Nos sacaba del amor (si existía…) egoísta del hogar. Desde Aristóteles sabemos
que el amor se encuentra más allá de la justicia y por tanto no puede servir
para enseñarnos con equilibrio ni para cultivar con complejidad la
sensibilidad. Cada vez que a un niño se le corrige un examen de matemáticas o
se le examina del Románico, se le da una lección moral, no solo intelectual.

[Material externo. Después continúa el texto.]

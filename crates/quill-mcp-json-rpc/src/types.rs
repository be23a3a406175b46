use serde::{Deserialize, Serialize};
use std::fmt;

/// The `jsonrpc` version marker. Serializes as the literal string `"2.0"`;
/// any other value fails deserialization.
#[derive(Debug, Clone, Copy, Default, PartialEq, Eq, Serialize, Deserialize)]
pub enum JsonRpcVersion {
    #[default]
    #[serde(rename = "2.0")]
    V2_0,
}

impl fmt::Display for JsonRpcVersion {
    fn fmt(&self, f: &mut fmt::Formatter<'_>) -> fmt::Result {
        f.write_str("2.0")
    }
}

/// A JSON-RPC request id: a string or an integer, unique per in-flight call
/// on a given connection.
#[derive(Debug, Clone, PartialEq, Eq, Hash, Serialize, Deserialize)]
#[serde(untagged)]
pub enum RequestId {
    Number(i64),
    String(String),
}

impl fmt::Display for RequestId {
    fn fmt(&self, f: &mut fmt::Formatter<'_>) -> fmt::Result {
        match self {
            RequestId::Number(n) => write!(f, "{}", n),
            RequestId::String(s) => write!(f, "{}", s),
        }
    }
}

impl From<i64> for RequestId {
    fn from(n: i64) -> Self {
        RequestId::Number(n)
    }
}

impl From<String> for RequestId {
    fn from(s: String) -> Self {
        RequestId::String(s)
    }
}

impl From<&str> for RequestId {
    fn from(s: &str) -> Self {
        RequestId::String(s.to_string())
    }
}

#[cfg(test)]
mod tests {
    use super::*;

    #[test]
    fn test_version_round_trip() {
        let json = serde_json::to_string(&JsonRpcVersion::V2_0).unwrap();
        assert_eq!(json, "\"2.0\"");
        let parsed: JsonRpcVersion = serde_json::from_str(&json).unwrap();
        assert_eq!(parsed, JsonRpcVersion::V2_0);
    }

    #[test]
    fn test_version_rejects_other_values() {
        assert!(serde_json::from_str::<JsonRpcVersion>("\"1.0\"").is_err());
        assert!(serde_json::from_str::<JsonRpcVersion>("\"2.1\"").is_err());
    }

    #[test]
    fn test_request_id_untagged() {
        let num: RequestId = serde_json::from_str("7").unwrap();
        assert_eq!(num, RequestId::Number(7));

        let s: RequestId = serde_json::from_str("\"abc\"").unwrap();
        assert_eq!(s, RequestId::String("abc".to_string()));

        assert_eq!(serde_json::to_string(&num).unwrap(), "7");
        assert_eq!(serde_json::to_string(&s).unwrap(), "\"abc\"");
    }
}
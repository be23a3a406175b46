//! Resource catalog types for `resources/list`, `resources/templates/list`,
//! and `resources/read`.

use serde::{Deserialize, Serialize};

use crate::content::ResourceContents;

/// A concrete resource descriptor, as listed by `resources/list`.
#[derive(Debug, Clone, PartialEq, Serialize, Deserialize)]
#[serde(rename_all = "camelCase")]
pub struct Resource {
    pub uri: String,
    pub name: String,
    #[serde(default, skip_serializing_if = "Option::is_none")]
    pub description: Option<String>,
    #[serde(default, skip_serializing_if = "Option::is_none")]
    pub mime_type: Option<String>,
}

impl Resource {
    pub fn new(uri: impl Into<String>, name: impl Into<String>) -> Self {
        Self {
            uri: uri.into(),
            name: name.into(),
            description: None,
            mime_type: None,
        }
    }

    pub fn with_description(mut self, description: impl Into<String>) -> Self {
        self.description = Some(description.into());
        self
    }

    pub fn with_mime_type(mut self, mime_type: impl Into<String>) -> Self {
        self.mime_type = Some(mime_type.into());
        self
    }
}

/// A parameterized resource descriptor with a URI template.
#[derive(Debug, Clone, PartialEq, Serialize, Deserialize)]
#[serde(rename_all = "camelCase")]
pub struct ResourceTemplate {
    pub uri_template: String,
    pub name: String,
    #[serde(default, skip_serializing_if = "Option::is_none")]
    pub description: Option<String>,
    #[serde(default, skip_serializing_if = "Option::is_none")]
    pub mime_type: Option<String>,
}

impl ResourceTemplate {
    pub fn new(uri_template: impl Into<String>, name: impl Into<String>) -> Self {
        Self {
            uri_template: uri_template.into(),
            name: name.into(),
            description: None,
            mime_type: None,
        }
    }
}

/// Result of `resources/list`.
#[derive(Debug, Clone, Default, PartialEq, Serialize, Deserialize)]
pub struct ListResourcesResult {
    pub resources: Vec<Resource>,
}

/// Result of `resources/templates/list`.
#[derive(Debug, Clone, Default, PartialEq, Serialize, Deserialize)]
#[serde(rename_all = "camelCase")]
pub struct ListResourceTemplatesResult {
    pub resource_templates: Vec<ResourceTemplate>,
}

/// Parameters of `resources/read`.
#[derive(Debug, Clone, PartialEq, Serialize, Deserialize)]
pub struct ReadResourceParams {
    pub uri: String,
}

/// Result of `resources/read`.
#[derive(Debug, Clone, Default, PartialEq, Serialize, Deserialize)]
pub struct ReadResourceResult {
    pub contents: Vec<ResourceContents>,
}

impl ReadResourceResult {
    pub fn single(contents: ResourceContents) -> Self {
        Self {
            contents: vec![contents],
        }
    }
}
//! MCP initialize handshake types.
//!
//! The `initialize` request is the first message on every connection; its
//! response advertises the server's capabilities and identity. A capability
//! is advertised if and only if a handler for the corresponding `X/list`
//! method was registered when the advertisement was computed.

use serde::{Deserialize, Serialize};
use serde_json::Value;
use std::collections::HashMap;

/// Describes the name and version of an MCP implementation.
#[derive(Debug, Clone, PartialEq, Serialize, Deserialize)]
#[serde(rename_all = "camelCase")]
pub struct Implementation {
    pub name: String,
    pub version: String,
}

impl Implementation {
    pub fn new(name: impl Into<String>, version: impl Into<String>) -> Self {
        Self {
            name: name.into(),
            version: version.into(),
        }
    }
}

/// Capabilities related to root listing support.
#[derive(Debug, Clone, Default, PartialEq, Serialize, Deserialize)]
#[serde(rename_all = "camelCase")]
pub struct RootsCapabilities {
    /// Whether the client supports notifications for root list changes
    #[serde(default, skip_serializing_if = "Option::is_none")]
    pub list_changed: Option<bool>,
}

/// Capabilities related to sampling support. Presence alone signals support.
#[derive(Debug, Clone, Default, PartialEq, Serialize, Deserialize)]
#[serde(rename_all = "camelCase")]
pub struct SamplingCapabilities {}

/// Capabilities a client declares during `initialize`.
#[derive(Debug, Clone, Default, PartialEq, Serialize, Deserialize)]
#[serde(rename_all = "camelCase")]
pub struct ClientCapabilities {
    #[serde(default, skip_serializing_if = "Option::is_none")]
    pub roots: Option<RootsCapabilities>,
    #[serde(default, skip_serializing_if = "Option::is_none")]
    pub sampling: Option<SamplingCapabilities>,
    #[serde(default, skip_serializing_if = "Option::is_none")]
    pub experimental: Option<HashMap<String, Value>>,
}

/// Capabilities for prompts provided by the server.
#[derive(Debug, Clone, Default, PartialEq, Serialize, Deserialize)]
#[serde(rename_all = "camelCase")]
pub struct PromptsCapabilities {
    /// Whether the server emits prompt list change notifications
    #[serde(default, skip_serializing_if = "Option::is_none")]
    pub list_changed: Option<bool>,
}

/// Capabilities for resources provided by the server.
#[derive(Debug, Clone, Default, PartialEq, Serialize, Deserialize)]
#[serde(rename_all = "camelCase")]
pub struct ResourcesCapabilities {
    /// Whether the server supports resource subscriptions
    #[serde(default, skip_serializing_if = "Option::is_none")]
    pub subscribe: Option<bool>,
    /// Whether the server emits resource list change notifications
    #[serde(default, skip_serializing_if = "Option::is_none")]
    pub list_changed: Option<bool>,
}

/// Capabilities for tools provided by the server.
#[derive(Debug, Clone, Default, PartialEq, Serialize, Deserialize)]
#[serde(rename_all = "camelCase")]
pub struct ToolsCapabilities {
    /// Whether the server emits tool list change notifications
    #[serde(default, skip_serializing_if = "Option::is_none")]
    pub list_changed: Option<bool>,
}

/// Capabilities for logging provided by the server.
#[derive(Debug, Clone, Default, PartialEq, Serialize, Deserialize)]
#[serde(rename_all = "camelCase")]
pub struct LoggingCapabilities {}

/// Capabilities a server advertises in its `initialize` response.
#[derive(Debug, Clone, Default, PartialEq, Serialize, Deserialize)]
#[serde(rename_all = "camelCase")]
pub struct ServerCapabilities {
    #[serde(default, skip_serializing_if = "Option::is_none")]
    pub logging: Option<LoggingCapabilities>,
    #[serde(default, skip_serializing_if = "Option::is_none")]
    pub prompts: Option<PromptsCapabilities>,
    #[serde(default, skip_serializing_if = "Option::is_none")]
    pub resources: Option<ResourcesCapabilities>,
    #[serde(default, skip_serializing_if = "Option::is_none")]
    pub tools: Option<ToolsCapabilities>,
    #[serde(default, skip_serializing_if = "Option::is_none")]
    pub experimental: Option<HashMap<String, Value>>,
}

/// Parameters of the `initialize` request.
#[derive(Debug, Clone, Default, PartialEq, Serialize, Deserialize)]
#[serde(rename_all = "camelCase")]
pub struct InitializeParams {
    #[serde(default, skip_serializing_if = "Option::is_none")]
    pub protocol_version: Option<String>,
    #[serde(default)]
    pub capabilities: ClientCapabilities,
    #[serde(default, skip_serializing_if = "Option::is_none")]
    pub client_info: Option<Implementation>,
}

/// Result payload of the `initialize` response.
#[derive(Debug, Clone, PartialEq, Serialize, Deserialize)]
#[serde(rename_all = "camelCase")]
pub struct InitializeResult {
    pub protocol_version: String,
    pub capabilities: ServerCapabilities,
    pub server_info: Implementation,
    #[serde(default, skip_serializing_if = "Option::is_none")]
    pub instructions: Option<String>,
}

impl InitializeResult {
    pub fn new(capabilities: ServerCapabilities, server_info: Implementation) -> Self {
        Self {
            protocol_version: crate::LATEST_PROTOCOL_VERSION.to_string(),
            capabilities,
            server_info,
            instructions: None,
        }
    }

    pub fn with_instructions(mut self, instructions: impl Into<String>) -> Self {
        self.instructions = Some(instructions.into());
        self
    }
}

#[cfg(test)]
mod tests {
    use super::*;
    use serde_json::json;

    #[test]
    fn test_initialize_params_tolerate_minimal_payload() {
        let params: InitializeParams =
            serde_json::from_value(json!({"capabilities": {}})).unwrap();
        assert!(params.capabilities.roots.is_none());
        assert!(params.client_info.is_none());
    }

    #[test]
    fn test_initialize_result_serialization() {
        let result = InitializeResult::new(
            ServerCapabilities::default(),
            Implementation::new("quill", "0.1.0"),
        );
        let value = serde_json::to_value(&result).unwrap();
        assert_eq!(value["protocolVersion"], json!(crate::LATEST_PROTOCOL_VERSION));
        assert_eq!(value["serverInfo"]["name"], json!("quill"));
        assert_eq!(value["capabilities"], json!({}));
    }

    #[test]
    fn test_client_capabilities_camel_case() {
        let caps: ClientCapabilities = serde_json::from_value(json!({
            "roots": {"listChanged": true},
            "sampling": {}
        }))
        .unwrap();
        assert_eq!(caps.roots.unwrap().list_changed, Some(true));
        assert!(caps.sampling.is_some());
    }
}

Aprende qué es una perspectiva universal sobre las cosas y cómo ésta no se
relaja por afecto alguno: aprende qué es, de hecho, ser igual y que existe una
conciencia compartida que debe interiorizar. Porque cuando se le suspende o se
le aprueba cuando se debe, sin otra consideración que las reglas comunes,
realizamos, en lo concreto, una experiencia de lo que es universal.
Mucho ha
destruido ese imaginario común .Margaret Thatcher, proclamó que la sociedad no
existe: exclusivamente los individuos y las familias. Nos acercamos a un mundo
donde de hecho la gente se comporta como si eso fuese cierto. Pero no solo es
la ideología neoliberal. En la escuela empieza a ser difícil administrar
sanciones y premios sin consideraciones personales: hay que complacer a los
clientes. También, sin duda, la idea
–que muchos expanden desde empleos públicos pagados con sueldos de capitalistas
y blindados con seguridad soviética- de que cuanto no se quede en nuestros
bolsillos es un robo y quienes trabajan en lo público son unos aprovechados si
no hacen lo que les pidamos, cuando y al ritmo que lo hagamos.
¿Dónde nos
llevará esta sociedad de clientes? Hacia una vida en común más tensa y violenta
y por eso menos libre, en la que menos gente será original. De momento, acaba
de encumbrar a quienes prometen acabar con la rácana y manifiestamente
mejorable, pero con todo necesaria, ley de dependencia. Es lo poco que hemos
sabido del candidato ganador y no ha parecido nada mal.